Excerpts from a dataset:
--------------------------------
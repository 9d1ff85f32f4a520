//! Configuration validation.

use crate::error::{ConfigError, Error, Result};

use super::MachineConfig;

/// Validate a machine configuration.
///
/// Checks:
/// - Travel extents are positive
/// - Mat edge margin is positive
/// - Home lead is positive and within the Y travel
/// - Settle, homing and idle delays are non-zero
pub fn validate_config(config: &MachineConfig) -> Result<()> {
    let travel = &config.travel;

    if travel.max_x.value() <= 0 {
        return Err(Error::Config(ConfigError::InvalidTravelExtent {
            axis: 'x',
            value: travel.max_x.value(),
        }));
    }

    if travel.max_y.value() <= 0 {
        return Err(Error::Config(ConfigError::InvalidTravelExtent {
            axis: 'y',
            value: travel.max_y.value(),
        }));
    }

    if travel.mat_edge.value() <= 0 {
        return Err(Error::Config(ConfigError::InvalidMatEdge(
            travel.mat_edge.value(),
        )));
    }

    if travel.home_lead.value() <= 0 || travel.home_lead > travel.max_y {
        return Err(Error::Config(ConfigError::InvalidHomeLead(
            travel.home_lead.value(),
        )));
    }

    let timing = &config.timing;

    if timing.settle_ticks == 0 {
        return Err(Error::Config(ConfigError::InvalidSettleTicks(
            timing.settle_ticks,
        )));
    }

    if timing.home_seek_delay == 0 {
        return Err(Error::Config(ConfigError::InvalidHomingDelay(
            timing.home_seek_delay,
        )));
    }

    if timing.home_release_delay == 0 {
        return Err(Error::Config(ConfigError::InvalidHomingDelay(
            timing.home_release_delay,
        )));
    }

    if timing.idle_timeout_ticks == 0 {
        return Err(Error::Config(ConfigError::InvalidIdleTimeout(
            timing.idle_timeout_ticks,
        )));
    }

    Ok(())
}

#[cfg(test)]
mod tests {
    use super::*;
    use crate::config::units::Steps;

    #[test]
    fn test_default_config_is_valid() {
        assert!(validate_config(&MachineConfig::default()).is_ok());
    }

    #[test]
    fn test_negative_travel_rejected() {
        let mut config = MachineConfig::default();
        config.travel.max_x = Steps(-1);

        let result = validate_config(&config);
        assert!(matches!(
            result,
            Err(Error::Config(ConfigError::InvalidTravelExtent { axis: 'x', .. }))
        ));
    }

    #[test]
    fn test_home_lead_must_fit_travel() {
        let mut config = MachineConfig::default();
        config.travel.home_lead = config.travel.max_y + Steps(1);

        let result = validate_config(&config);
        assert!(matches!(
            result,
            Err(Error::Config(ConfigError::InvalidHomeLead(_)))
        ));
    }

    #[test]
    fn test_zero_settle_rejected() {
        let mut config = MachineConfig::default();
        config.timing.settle_ticks = 0;

        let result = validate_config(&config);
        assert!(matches!(
            result,
            Err(Error::Config(ConfigError::InvalidSettleTicks(0)))
        ));
    }

    #[test]
    fn test_zero_homing_delay_rejected() {
        let mut config = MachineConfig::default();
        config.timing.home_release_delay = 0;

        let result = validate_config(&config);
        assert!(matches!(
            result,
            Err(Error::Config(ConfigError::InvalidHomingDelay(0)))
        ));
    }
}
#[cfg(test)]
mod tests {
    use super::*;
    use crate::config::units::{Pressure, Speed};
    use core::convert::Infallible;

    #[derive(Default)]
    struct SpyCoils {
        writes: Vec<u8>,
    }

    impl CoilPort for SpyCoils {
        type Error = Infallible;

        fn drive(&mut self, pattern: u8) -> core::result::Result<(), Self::Error> {
            self.writes.push(pattern);
            Ok(())
        }
    }

    #[derive(Default)]
    struct SpyPin {
        high: bool,
        sets: usize,
    }

    impl embedded_hal::digital::ErrorType for SpyPin {
        type Error = Infallible;
    }

    impl OutputPin for SpyPin {
        fn set_low(&mut self) -> core::result::Result<(), Self::Error> {
            self.high = false;
            self.sets += 1;
            Ok(())
        }

        fn set_high(&mut self) -> core::result::Result<(), Self::Error> {
            self.high = true;
            self.sets += 1;
            Ok(())
        }
    }

    /// Input level the test can steer; `high` by default, which reads as
    /// inactive for the default active-low switches.
    struct SpyInput {
        high: bool,
    }

    impl Default for SpyInput {
        fn default() -> Self {
            Self { high: true }
        }
    }

    impl embedded_hal::digital::ErrorType for SpyInput {
        type Error = Infallible;
    }

    impl InputPin for SpyInput {
        fn is_high(&mut self) -> core::result::Result<bool, Self::Error> {
            Ok(self.high)
        }

        fn is_low(&mut self) -> core::result::Result<bool, Self::Error> {
            Ok(!self.high)
        }
    }

    #[derive(Default)]
    struct SpyPwm {
        fraction: Option<(u16, u16)>,
    }

    impl embedded_hal::pwm::ErrorType for SpyPwm {
        type Error = Infallible;
    }

    impl SetDutyCycle for SpyPwm {
        fn max_duty_cycle(&self) -> u16 {
            u16::MAX
        }

        fn set_duty_cycle(&mut self, duty: u16) -> core::result::Result<(), Self::Error> {
            self.fraction = Some((duty, u16::MAX));
            Ok(())
        }

        fn set_duty_cycle_fraction(
            &mut self,
            num: u16,
            denom: u16,
        ) -> core::result::Result<(), Self::Error> {
            self.fraction = Some((num, denom));
            Ok(())
        }
    }

    type TestMachine = Machine<SpyCoils, SpyCoils, SpyPin, SpyPwm, SpyInput, SpyInput, ()>;

    fn test_machine() -> TestMachine {
        Machine::new(
            SpyCoils::default(),
            SpyCoils::default(),
            SpyPin::default(),
            SpyPwm::default(),
            SpyInput::default(),
            SpyInput::default(),
            (),
            &MachineConfig::default(),
        )
    }

    /// Fake a completed home plus media load.
    fn homed_machine() -> TestMachine {
        let mut m = test_machine();
        m.position = Point::ORIGIN;
        m
    }

    #[test]
    fn test_starts_at_sentinel_unhomed() {
        let m = test_machine();
        assert_eq!(m.position(), Point::steps(-250, -100));
        assert!(!m.is_homed());
        assert!(!m.is_media_loaded());
        assert_eq!(m.status(), MachineStatus::Ready);
    }

    #[test]
    fn test_draw_target_applies_offset_and_envelope() {
        let mut m = homed_machine();
        m.offset = Point::steps(100, 50);

        assert_eq!(
            m.draw_target(Point::steps(10, 10)),
            Some(Point::steps(110, 60))
        );
        // offset pushes the target past the Y travel
        assert_eq!(m.draw_target(Point::steps(0, 4_751)), None);
        // cuts may not reach below zero even though moves may
        assert_eq!(m.draw_target(Point::steps(-101, 0)), None);
        assert_eq!(
            m.move_target(Point::steps(-101, 0)),
            Some(Point::steps(-1, 50))
        );
    }

    #[test]
    fn test_translate_overflow_rejects() {
        let mut m = homed_machine();
        m.offset = Point::steps(1, 0);
        assert_eq!(m.draw_target(Point::steps(i32::MAX, 0)), None);
    }

    #[test]
    fn test_jog_target_relative_to_position() {
        let mut m = homed_machine();
        m.position = Point::steps(10, 20);
        m.offset = Point::steps(999, 999); // jogs ignore the user origin

        assert_eq!(
            m.jog_target(Point::steps(-50, 5)),
            Some(Point::steps(-40, 25))
        );
        assert_eq!(m.jog_target(Point::steps(0, -21)), None);
    }

    #[test]
    fn test_capture_origin_requires_reference() {
        let mut m = test_machine();
        assert_eq!(
            m.capture_origin(),
            Err(Error::Machine(MachineError::NotHomed))
        );

        m.position = Point::steps(5, 7);
        assert!(m.capture_origin().is_ok());
        assert_eq!(m.offset(), Point::steps(5, 7));
    }

    #[test]
    fn test_lower_pen_blocked_without_media() {
        let mut m = test_machine();
        m.lower_pen().unwrap();
        assert!(!m.is_pen_down());
        assert_eq!(m.settle, 0);

        assert_eq!(
            m.lower_pen_checked(),
            Err(Error::Machine(MachineError::NotHomed))
        );
    }

    #[test]
    fn test_pen_settle_armed_only_on_transition() {
        let mut m = homed_machine();

        m.lower_pen().unwrap();
        assert!(m.is_pen_down());
        assert_eq!(m.settle, 50);

        m.settle = 0;
        m.lower_pen().unwrap(); // already down, no re-arm
        assert_eq!(m.settle, 0);

        m.raise_pen().unwrap();
        assert_eq!(m.settle, 50);

        m.settle = 0;
        m.raise_pen().unwrap(); // already up, no re-arm
        assert_eq!(m.settle, 0);
        assert!(!m.is_pen_down());
    }

    #[test]
    fn test_begin_homing_arms_sentinel() {
        let mut m = homed_machine();
        m.offset = Point::steps(3, 4);
        m.begin_homing().unwrap();

        assert_eq!(m.position(), Point::steps(-250, -100));
        assert_eq!(m.status(), MachineStatus::Homing);
        // offset survives until the release edge rewrites it
        assert_eq!(m.offset(), Point::steps(3, 4));
    }

    #[test]
    fn test_media_eject_target_compensates_offset() {
        let mut m = homed_machine();
        m.offset = Point::steps(40, 30);
        assert_eq!(m.media_eject_target(), Point::steps(-290, -30));
    }

    #[test]
    fn test_rebase_for_media_load() {
        let mut m = test_machine();
        assert_eq!(
            m.rebase_for_media_load(),
            Err(Error::Machine(MachineError::NotHomed))
        );

        m.position = Point::steps(-250, 0);
        assert_eq!(m.rebase_for_media_load(), Ok(Some(Steps(0))));
        assert_eq!(m.position().x, Steps(-250));

        m.position = Point::steps(10, 0);
        assert_eq!(m.rebase_for_media_load(), Ok(None));
    }

    #[test]
    fn test_settle_pauses_the_tick() {
        let mut m = homed_machine();
        m.settle = 2;
        let mut queue = crate::command::CommandQueue::new();
        let (mut tx, mut rx) = queue.split();
        tx.enqueue(Command::Move(Point::steps(5, 0))).unwrap();

        m.run_tick(&mut rx).unwrap();
        m.run_tick(&mut rx).unwrap();
        assert_eq!(m.position(), Point::ORIGIN); // both ticks consumed by settle
        assert_eq!(rx.len(), 1);

        m.run_tick(&mut rx).unwrap();
        assert_eq!(m.position(), Point::steps(1, 0)); // dequeued and stepped
    }

    #[test]
    fn test_same_position_command_is_a_no_op() {
        let mut m = homed_machine();
        let mut queue = crate::command::CommandQueue::new();
        let (mut tx, mut rx) = queue.split();
        tx.enqueue(Command::Move(Point::ORIGIN)).unwrap();

        m.run_tick(&mut rx).unwrap();
        assert_eq!(m.status(), MachineStatus::Ready);
        assert_eq!(m.position(), Point::ORIGIN);
    }

    #[test]
    fn test_speed_and_pressure_cached_at_dequeue() {
        let mut m = homed_machine();
        let mut queue = crate::command::CommandQueue::new();
        let (mut tx, mut rx) = queue.split();
        tx.enqueue(Command::SetSpeed(Speed(9))).unwrap();
        tx.enqueue(Command::SetPressure(Pressure::new(400).unwrap()))
            .unwrap();

        assert_eq!(m.speed(), Speed(5));
        m.run_tick(&mut rx).unwrap();
        assert_eq!(m.speed(), Speed(9));

        m.run_tick(&mut rx).unwrap();
        assert_eq!(m.pressure(), Pressure::new(400).unwrap());
        assert_eq!(m.pressure_pwm.fraction, Some((400, 1023)));
    }

    #[test]
    fn test_stop_clears_queue_and_raises_pen() {
        let mut m = homed_machine();
        let mut queue = crate::command::CommandQueue::new();
        let (mut tx, mut rx) = queue.split();
        tx.enqueue(Command::Draw(Point::steps(500, 0))).unwrap();
        tx.enqueue(Command::Draw(Point::steps(500, 500))).unwrap();

        m.run_tick(&mut rx).unwrap(); // seeds the segment, pen drops
        assert!(m.is_pen_down());
        m.settle = 0; // skip the pen settle for the test

        m.stop_button.high = false; // active low: pressed
        m.run_tick(&mut rx).unwrap();

        assert_eq!(m.status(), MachineStatus::Ready);
        assert_eq!(rx.len(), 0);
        assert!(!m.is_pen_down());
        assert_eq!(m.x_coils.writes.last(), Some(&COILS_OFF));
        assert_eq!(m.y_coils.writes.last(), Some(&COILS_OFF));
    }

    #[test]
    fn test_idle_countdown_powers_off() {
        let mut m = homed_machine();
        m.idle_ticks = 2;
        let mut queue = crate::command::CommandQueue::new();
        let (_tx, mut rx) = queue.split();

        m.run_tick(&mut rx).unwrap();
        m.run_tick(&mut rx).unwrap();
        assert!(m.x_coils.writes.is_empty()); // still counting down

        m.run_tick(&mut rx).unwrap();
        assert_eq!(m.x_coils.writes.last(), Some(&COILS_OFF));

        // held at zero: off is re-asserted, no underflow
        m.run_tick(&mut rx).unwrap();
        assert_eq!(m.x_coils.writes.len(), 2);
    }

    #[test]
    fn test_motion_resets_idle_countdown() {
        let mut m = homed_machine();
        m.idle_ticks = 1;
        let mut queue = crate::command::CommandQueue::new();
        let (mut tx, mut rx) = queue.split();
        tx.enqueue(Command::Move(Point::steps(2, 0))).unwrap();

        m.run_tick(&mut rx).unwrap();
        assert_eq!(m.idle_ticks, m.idle_timeout);
        assert_eq!(
            m.x_coils.writes.last(),
            Some(&coil_pattern(Steps(1)))
        );
    }
}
--------------------------------
_WHAT NEEDS TO BE DONE:_ For each line in the data that holds the word "digital", copy the line.

_REPLY TO THE EXERCISE:_
    impl embedded_hal::digital::ErrorType for SpyPin {
    impl embedded_hal::digital::ErrorType for SpyInput {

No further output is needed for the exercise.